— What you will do —
Throughout the listing below, show every line in which "bool" occurs.

— Supplied material —
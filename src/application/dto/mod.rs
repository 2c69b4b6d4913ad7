//! Application DTOs - the closed cross-client message set

use serde::{Deserialize, Serialize};

use crate::domain::value_objects::{HeroId, OccurrenceId, UserId};

/// Messages exchanged on the cross-client channel.
///
/// Delivery is at-most-once, unordered across clients, fire-and-forget: no
/// acknowledgment, no retry. Every connected client receives every message;
/// each variant documents who acts on it.
#[derive(Debug, Clone, PartialEq, Eq, Serialize, Deserialize)]
#[serde(tag = "type")]
pub enum ChannelMessage {
    /// Ask the hero's owning controller to run the prayer prompt.
    ///
    /// Acted on only by the client whose local user controls `hero_id`;
    /// everyone else ignores it. The occurrence id is an idempotency key
    /// reserved for future duplicate suppression; receivers carry it but do
    /// not yet deduplicate on it.
    #[serde(rename = "promptPrayer")]
    PromptPrayer {
        #[serde(rename = "entityId")]
        hero_id: HeroId,
        #[serde(rename = "entityName")]
        hero_name: String,
        #[serde(rename = "requesterId")]
        requester_id: UserId,
        #[serde(rename = "requesterName")]
        requester_name: String,
        #[serde(rename = "occurrence", default, skip_serializing_if = "Option::is_none")]
        occurrence: Option<OccurrenceId>,
    },
}
//! The fixed prayer outcome table
//!
//! Single source of truth for the bonus amounts and side effects keyed by
//! (decision, baseline roll). Resolution code looks rows up here and never
//! recomputes them.

use crate::domain::value_objects::{BaselineRoll, Decision, OutcomeLabel};

/// One row of the outcome table.
#[derive(Debug, Clone, Copy, PartialEq, Eq)]
pub struct TableRow {
    /// Piety gained on top of the baseline roll.
    pub bonus: u8,
    /// Whether the psychic backlash applies.
    pub inflicts_damage: bool,
    /// Whether the hero may activate one domain effect.
    pub boon_available: bool,
    pub label: OutcomeLabel,
}

/// Look up the outcome row for a decision and baseline roll.
///
/// Declining always yields the bare baseline. Praying maps the baseline
/// through the fixed table: 1 angers the gods, 2 is safe grace, 3 is favor
/// with a domain-effect choice.
pub fn lookup(decision: Decision, baseline: BaselineRoll) -> TableRow {
    match decision {
        Decision::Skip => TableRow {
            bonus: 0,
            inflicts_damage: false,
            boon_available: false,
            label: OutcomeLabel::Declined,
        },
        Decision::Pray => match baseline.value() {
            1 => TableRow {
                bonus: 1,
                inflicts_damage: true,
                boon_available: false,
                label: OutcomeLabel::GodsAngered,
            },
            2 => TableRow {
                bonus: 1,
                inflicts_damage: false,
                boon_available: false,
                label: OutcomeLabel::DivineGrace,
            },
            _ => TableRow {
                bonus: 2,
                inflicts_damage: false,
                boon_available: true,
                label: OutcomeLabel::DivineFavor,
            },
        },
    }
}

— Task response —
    pub inflicts_damage: bool,
    pub boon_available: bool,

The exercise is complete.